Las desgracias nunca llegan solas. En
1878 una sequía asoló a los valles de Bolivia, causando una hambruna y gran
mortandad entre los habitantes del campo. La mortandad causó a su vez peste y
los famélicos sobrevivientes migraron en masa a las diminutas ciudades. En eso,
un tsunami destruyó las localidades bolivianas de la costa del Pacífico, igual
que a sus vecinas peruanas y chilenas. Aquel estrago hizo necesario el famoso
impuesto de los 10 centavos a las empresas extranjeras allí asentadas, que fue
utilizado por Chile como excusa para su invasión del litoral boliviano. El
resto es historia conocida.
No es tan diferente lo que experimentamos hoy. La peste, tal como nunca la habíamos vivido, está aquí. Está causando y causará más muerte y hambre. Sólo nos falta la guerra. ¿Sólo nos falta? “Ahora sí, guerra civil”, proclamaban entusiastas las huestes del MAS durante las jornadas de octubre y noviembre, como si se tratara de una alegre excursión. La milagrosa victoria en las calles que resultó en el colapso de su gobierno y la fuga de Evo Morales dejó a sus movimientos sociales clientelares fugazmente perplejos, pero eso ya pasó.
Dinamitar cerros para derrumbarlos sobre las carreteras; cavar zanjas para impedir del paso de camiones con oxígeno para salvar vidas en riesgo por el COVID-19; el ataque a ambulancias; el anuncio del corte de agua, servicios y suministro de alimento a las ciudades, ¿suena a protesta… o a guerra civil? ¿Por 42 días de diferencia en la realización de elecciones?

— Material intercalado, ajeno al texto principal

//! Off-screen rendering into a ratatui test buffer.

use super::Renderer;
use crate::error::Result;
use crate::plot::Axes;
use crate::ui::{self, Theme, View};
use ratatui::{backend::TestBackend, buffer::Buffer, Terminal};

/// Renders every shown axes into a fixed-size buffer and keeps the frames.
#[derive(Debug, Clone)]
pub struct HeadlessRenderer {
    width: u16,
    height: u16,
    theme: Theme,
    frames: Vec<Buffer>,
}

impl HeadlessRenderer {
    /// Create a renderer drawing `width` x `height` cells.
    pub fn new(width: u16, height: u16) -> Self {
        Self {
            width,
            height,
            theme: Theme::default(),
            frames: Vec::new(),
        }
    }

    /// Set the theme.
    pub fn with_theme(mut self, theme: Theme) -> Self {
        self.theme = theme;
        self
    }

    /// Frames drawn so far, oldest first.
    pub fn frames(&self) -> &[Buffer] {
        &self.frames
    }

    /// Most recent frame.
    pub fn last_frame(&self) -> Option<&Buffer> {
        self.frames.last()
    }

    /// Most recent frame as plain text.
    pub fn last_frame_text(&self) -> Option<String> {
        self.last_frame().map(buffer_to_text)
    }

    /// Draw `axes` once and return the frame.
    pub fn render(&self, axes: &Axes) -> Result<Buffer> {
        let mut terminal = Terminal::new(TestBackend::new(self.width, self.height))?;
        let view = View {
            theme: self.theme,
            ..View::of(axes)
        };
        terminal.draw(|f| ui::draw(f, axes, &view))?;
        Ok(terminal.backend().buffer().clone())
    }
}

impl Default for HeadlessRenderer {
    fn default() -> Self {
        Self::new(100, 32)
    }
}

impl Renderer for HeadlessRenderer {
    fn show(&mut self, axes: &Axes) -> Result<()> {
        let frame = self.render(axes)?;
        tracing::debug!("Rendered headless frame {}x{}", self.width, self.height);
        self.frames.push(frame);
        Ok(())
    }
}

/// Symbols of `buffer`, one line per row, trailing spaces removed.
pub fn buffer_to_text(buffer: &Buffer) -> String {
    let width = buffer.area.width as usize;
    if width == 0 {
        return String::new();
    }
    buffer
        .content()
        .chunks(width)
        .map(|row| {
            let line: String = row.iter().map(|cell| cell.symbol()).collect();
            line.trim_end().to_string()
        })
        .collect::<Vec<_>>()
        .join("\n")
}
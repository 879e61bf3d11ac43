//! Example functions and their mixed partial derivatives.

use ndarray::{Array1, Array2, ArrayView1, ArrayView2};

use crate::grid::{Bounds, Function1D, Function2D};

/// `sin(x * y)`.
pub fn sinxy() -> Function2D {
    Function2D::new("sin(xy)", |xs: ArrayView2<'_, f64>, ys: ArrayView2<'_, f64>| {
        (&xs * &ys).mapv(f64::sin)
    })
}

/// `∂²/∂x∂y sin(x * y) = cos(xy) - xy sin(xy)`.
pub fn d_dxy_sinxy() -> Function2D {
    Function2D::new("d2/dxdy sin(xy)", |xs, ys| {
        let xy = &xs * &ys;
        xy.mapv(|t| t.cos() - t * t.sin())
    })
}

/// `x²y + 2y³x`.
pub fn simple_poly() -> Function2D {
    Function2D::new("x^2 y + 2 y^3 x", |xs, ys| {
        &xs.mapv(|x| x * x) * &ys + &(&ys.mapv(|y| 2.0 * y.powi(3)) * &xs)
    })
}

/// `∂²/∂x∂y (x²y + 2y³x) = 2x + 6y²`.
pub fn simple_poly_d_dxy() -> Function2D {
    Function2D::new("d2/dxdy poly", |xs, ys| {
        xs.mapv(|x| 2.0 * x) + ys.mapv(|y| 6.0 * y * y)
    })
}

fn sq_diff(xs: &ArrayView2<'_, f64>, ys: &ArrayView2<'_, f64>, a: f64) -> Array2<f64> {
    a - &xs.mapv(|x| x * x) - &ys.mapv(|y| y * y)
}

/// `exp(-(4 - x² - y²)²)`, a ring of radius 2.
pub fn circle() -> Function2D {
    Function2D::new("ring", |xs, ys| {
        sq_diff(&xs, &ys, 4.0).mapv(|s| (-s * s).exp())
    })
}

/// Mixed partial derivative of [`circle`].
pub fn d_dxy_circle() -> Function2D {
    Function2D::new("d2/dxdy ring", |xs, ys| {
        let s = sq_diff(&xs, &ys, 4.0);
        let envelope = s.mapv(|s| (-s * s).exp() * (2.0 * s * s - 1.0));
        8.0 * &(&xs * &ys) * &envelope
    })
}

/// `exp(-(x - 4)²) + exp(-(x + 4)²)`, two bumps at ±4.
pub fn bumps() -> Function1D {
    Function1D::new("bumps", |xs: ArrayView1<'_, f64>| -> Array1<f64> {
        xs.mapv(|x| (-(x - 4.0).powi(2)).exp() + (-(x + 4.0).powi(2)).exp())
    })
}

/// A named demo the binary can plot.
#[derive(Debug, Clone, Copy, PartialEq, Eq)]
pub enum Demo {
    /// `sin(xy)`.
    SinXy,
    /// `sin(xy)` colored by its mixed derivative.
    SinXyMixed,
    /// The polynomial.
    Poly,
    /// The polynomial colored by its mixed derivative.
    PolyMixed,
    /// The ring.
    Circle,
    /// The ring colored by its mixed derivative.
    CircleMixed,
    /// Two bumps, one variable.
    Bumps,
}

impl Demo {
    /// Domain the demo is meant to be viewed on, used for both axes.
    pub fn default_bounds(self) -> Bounds {
        let (low, high) = match self {
            Demo::SinXy | Demo::SinXyMixed => (-4.0, 4.0),
            Demo::Poly | Demo::PolyMixed => (-1.0, 1.0),
            Demo::Circle | Demo::CircleMixed => (-3.0, 3.0),
            Demo::Bumps => (-6.0, 6.0),
        };
        Bounds { low, high }
    }

    /// Surface and optional color function of a two-variable demo.
    pub fn surface(self) -> Option<(Function2D, Option<Function2D>)> {
        match self {
            Demo::SinXy => Some((sinxy(), None)),
            Demo::SinXyMixed => Some((sinxy(), Some(d_dxy_sinxy()))),
            Demo::Poly => Some((simple_poly(), None)),
            Demo::PolyMixed => Some((simple_poly(), Some(simple_poly_d_dxy()))),
            Demo::Circle => Some((circle(), None)),
            Demo::CircleMixed => Some((circle(), Some(d_dxy_circle()))),
            Demo::Bumps => None,
        }
    }

    /// Curve of a one-variable demo.
    pub fn curve(self) -> Option<Function1D> {
        match self {
            Demo::Bumps => Some(bumps()),
            _ => None,
        }
    }
}

#[cfg(test)]
mod tests {
    use super::*;
    use crate::grid::build_grid_2d;

    fn close(a: f64, b: f64) -> bool {
        (a - b).abs() < 1e-9
    }

    #[test]
    fn test_mixed_derivative_matches_finite_difference() {
        let h = 1e-4;
        let f = |x: f64, y: f64| (x * y).sin();
        let grid = build_grid_2d(Bounds::new(-2.0, 2.0).unwrap(), Bounds::new(-2.0, 2.0).unwrap(), 7).unwrap();
        let exact = d_dxy_sinxy().evaluate(&grid).unwrap();
        for ((i, j), &d) in exact.indexed_iter() {
            let (x, y) = (grid.xs[[i, j]], grid.ys[[i, j]]);
            let fd = (f(x + h, y + h) - f(x + h, y - h) - f(x - h, y + h) + f(x - h, y - h))
                / (4.0 * h * h);
            assert!((fd - d).abs() < 1e-4, "at ({}, {}): {} vs {}", x, y, fd, d);
        }
    }

    #[test]
    fn test_poly_values() {
        let grid = build_grid_2d(Bounds::new(1.0, 2.0).unwrap(), Bounds::new(3.0, 4.0).unwrap(), 2).unwrap();
        let z = simple_poly().evaluate(&grid).unwrap();
        // x = 1, y = 3: 1 * 3 + 2 * 27 * 1
        assert!(close(z[[0, 0]], 57.0));
        let d = simple_poly_d_dxy().evaluate(&grid).unwrap();
        // x = 2, y = 4: 4 + 96
        assert!(close(d[[1, 1]], 100.0));
    }

    #[test]
    fn test_ring_peaks_on_radius_two() {
        let grid = build_grid_2d(Bounds::new(0.0, 2.0).unwrap(), Bounds::new(-1.0, 0.0).unwrap(), 3).unwrap();
        let z = circle().evaluate(&grid).unwrap();
        // x = 2, y = 0 lies on the ring
        assert!(close(z[[2, 2]], 1.0));
    }

    #[test]
    fn test_every_demo_has_exactly_one_shape() {
        for demo in [
            Demo::SinXy,
            Demo::SinXyMixed,
            Demo::Poly,
            Demo::PolyMixed,
            Demo::Circle,
            Demo::CircleMixed,
            Demo::Bumps,
        ] {
            assert!(demo.surface().is_some() != demo.curve().is_some());
            assert!(demo.default_bounds().validate().is_ok());
        }
    }
}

En el contexto de una guerra internacional entre ejércitos, varias de estas acciones serían violaciones a las convenciones de Ginebra, que ponen límites a los actos de guerra. Por ejemplo, “las personas civiles que no participen en las hostilidades, los heridos y los enfermos, así como las personas con discapacidad y las mujeres encintas serán objeto de protección y de respeto particulares. En ningún caso podrá atacarse a los hospitales (…y…). También se respetarán los traslados de heridos y de enfermos civiles, de las personas con discapacidad y de las parturientas”. ¡Cuánto más válido en caso de un conflicto interno, entre conciudadanos!
¿Cuántos bolivianos mueren a causa directa de que estos bloqueos que no permiten que el oxígeno necesario llegue a los necesitados? Sea la decisión de quien fuere, los responsables tienen nombre y apellido. Para efectos legales futuros, uno de ellos será Juan Carlos Huarachi.
¿Alguien duda de que esta situación no se haya originado de una orden del Jefazo? Todo este asunto está impregnado con sus huellas digitales. El 16 de noviembre le dijo al periodista Gerardo Lissardy: “Quiero que sepas: los movimientos sociales, el movimiento indígena o el pueblo alteño solo nosotros los podemos parar. Van a seguir combatiendo contra la dictadura.” Los actuales bloqueos e incitación a la violencia provienen del llamado Pacto de Unidad, que es a su vez el núcleo de la Coordinación Nacional para el Cambio (CONALCAM), que fue el mayor beneficiario clientelar del gobierno de Evo Morales. Juan Carlos Huarachi, dirigente máximo de la COB, cabeza del CONALCAM, necesita reivindicarse tras haber pedido la renuncia del Jefazo al mediodía del 9 de noviembre de 2019. Esta es la continuación directa del “los vamos a acompañar con cercos, a ver cuánto aguantan”.
Las dictaduras militares mataban a bala. La dictadura sindical está matando de manera más sutil y difícil de medir, pero están matando. No tienen ninguna diferencia moral. Si este va a ser el devenir del MAS, si da lo mismo que ataque al resto de la sociedad con cualquier excusa, siendo un partido legal, realmente da lo mismo eliminar su sigla y quitarle su personería jurídica.
Como hace 141 años, los cuatro jinetes del Apocalipsis vuelven a marchar sobre los bolivianos. Pero esta vez el enemigo está adentro.
Robert Brockmann es periodista e historiador.